- Active: December 13, 1861 – March 13, 1865
- Country: United States
- Allegiance: Union
- Branch: Artillery
- Engagements: Battle of Shiloh Siege of Corinth Battle of Perryville Battle of Stones River Tullahoma Campaign Battle of Chickamauga Siege of Chattanooga

= 8th Independent Battery Indiana Light Artillery =

8th Indiana Battery Light Artillery was an artillery battery that served in the Union Army during the American Civil War.

==Service==
The battery was organized at Indianapolis, Indiana and mustered in for a three-year enlistment on December 13, 1861.
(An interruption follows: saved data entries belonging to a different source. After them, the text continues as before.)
use std::collections::BTreeSet;

use crate::action::available::cooldown_remaining;
use crate::action::{ActionError, ActionTransition};
use crate::env::GameEnv;
use crate::state::{Body, EventKind, GameState, PlayerId};

/// An impostor eliminating a co-located crewmate.
#[derive(Clone, Copy, Debug, PartialEq, Eq)]
#[cfg_attr(feature = "serde", derive(serde::Serialize, serde::Deserialize))]
pub struct KillAction {
    pub actor: PlayerId,
    pub target: PlayerId,
}

impl KillAction {
    pub fn new(actor: PlayerId, target: PlayerId) -> Self {
        Self { actor, target }
    }
}

impl ActionTransition for KillAction {
    type Error = ActionError;

    fn actor(&self) -> PlayerId {
        self.actor
    }

    fn pre_validate(&self, state: &GameState, _env: &GameEnv<'_>) -> Result<(), Self::Error> {
        let killer = state
            .player(self.actor)
            .ok_or(ActionError::PlayerNotFound(self.actor))?;
        if !killer.is_impostor() {
            return Err(ActionError::NotImpostor(self.actor));
        }

        let remaining = cooldown_remaining(killer, state);
        if remaining > 0 {
            return Err(ActionError::KillCooldown { remaining });
        }

        let victim = state
            .player(self.target)
            .ok_or(ActionError::PlayerNotFound(self.target))?;
        if !victim.alive || victim.is_impostor() {
            return Err(ActionError::InvalidTarget(self.target));
        }
        if victim.location != killer.location {
            return Err(ActionError::TargetElsewhere {
                target: self.target,
                room: killer.location.clone(),
            });
        }

        Ok(())
    }

    fn apply(&self, state: &mut GameState, _env: &GameEnv<'_>) -> Result<(), Self::Error> {
        let now = state.turn.timestep;
        let room = {
            let victim = state
                .player_mut(self.target)
                .ok_or(ActionError::PlayerNotFound(self.target))?;
            victim.alive = false;
            victim.location.clone()
        };
        state
            .player_mut(self.actor)
            .ok_or(ActionError::PlayerNotFound(self.actor))?
            .last_kill = Some(now);

        state.bodies.push(Body {
            victim: self.target,
            killer: self.actor,
            room: room.clone(),
            killed_at: now,
        });

        // The victim is already dead, so occupants covers the killer and bystanders.
        let mut witnesses: BTreeSet<PlayerId> = state.occupants(&room).into_iter().collect();
        witnesses.insert(self.actor);
        state.record(
            Some(self.actor),
            Some(room),
            EventKind::Killed {
                victim: self.target,
            },
            witnesses,
        );
        Ok(())
    }

    fn post_validate(&self, state: &GameState, _env: &GameEnv<'_>) -> Result<(), Self::Error> {
        if state.is_alive(self.target) {
            return Err(ActionError::PostCondition("victim survived"));
        }
        Ok(())
    }
}
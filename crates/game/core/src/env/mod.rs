//! Traits describing read-only world data.
//!
//! Oracles expose the static ship layout (rooms, corridors, vents, task
//! catalogue) and deterministic randomness. The [`Env`] aggregate bundles them
//! so the engine can access everything it needs without hard coupling to
//! concrete implementations.
mod error;
mod map;
mod rng;

pub use error::OracleError;
pub use map::{MapOracle, Room, TaskDefinition, TaskId, TaskKind};
pub use rng::{
    COLOR_STREAM, PcgRng, ROLE_STREAM, RngOracle, SeedStream, TASK_STREAM, compute_seed,
};

/// Aggregates read-only oracles required by the engine and setup code.
#[derive(Clone, Copy, Debug)]
pub struct Env<'a, M, R>
where
    M: MapOracle + ?Sized,
    R: RngOracle + ?Sized,
{
    map: Option<&'a M>,
    rng: Option<&'a R>,
}

pub type GameEnv<'a> = Env<'a, dyn MapOracle + 'a, dyn RngOracle + 'a>;

impl<'a, M, R> Env<'a, M, R>
where
    M: MapOracle + ?Sized,
    R: RngOracle + ?Sized,
{
    pub fn new(map: Option<&'a M>, rng: Option<&'a R>) -> Self {
        Self { map, rng }
    }

    pub fn with_all(map: &'a M, rng: &'a R) -> Self {
        Self::new(Some(map), Some(rng))
    }

    pub fn empty() -> Self {
        Self {
            map: None,
            rng: None,
        }
    }

    /// Returns the MapOracle, or an error if not available.
    ///
    /// # Errors
    ///
    /// Returns `OracleError::MapNotAvailable` if no map oracle was provided.
    pub fn map(&self) -> Result<&'a M, OracleError> {
        self.map.ok_or(OracleError::MapNotAvailable)
    }

    /// Returns the RngOracle, or an error if not available.
    ///
    /// # Errors
    ///
    /// Returns `OracleError::RngNotAvailable` if no rng oracle was provided.
    pub fn rng(&self) -> Result<&'a R, OracleError> {
        self.rng.ok_or(OracleError::RngNotAvailable)
    }
}

impl<'a, M, R> Env<'a, M, R>
where
    M: MapOracle + 'a,
    R: RngOracle + 'a,
{
    /// Converts this environment into a trait-object based `GameEnv`.
    pub fn into_game_env(self) -> GameEnv<'a> {
        let map: Option<&'a dyn MapOracle> = self.map.map(|map| map as _);
        let rng: Option<&'a dyn RngOracle> = self.rng.map(|rng| rng as _);
        Env::new(map, rng)
    }
}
The battery was attached to Artillery, 4th Division, Army of the Ohio, to March 1862. Artillery, 6th Division, Army of the Ohio, to September 1862. 15th Brigade, 6th Division, II Corps, Army of the Ohio, to November 1862. 1st Brigade, 1st Division, Left Wing, XIV Corps, Army of the Cumberland, to January 1863. Artillery, 1st Division, XXI Corps, Army of the Cumberland, to October 1863. 2nd Division, Artillery Reserve, Department of the Cumberland, to November 1863. Garrison Artillery, Chattanooga, Tennessee, to January 1865.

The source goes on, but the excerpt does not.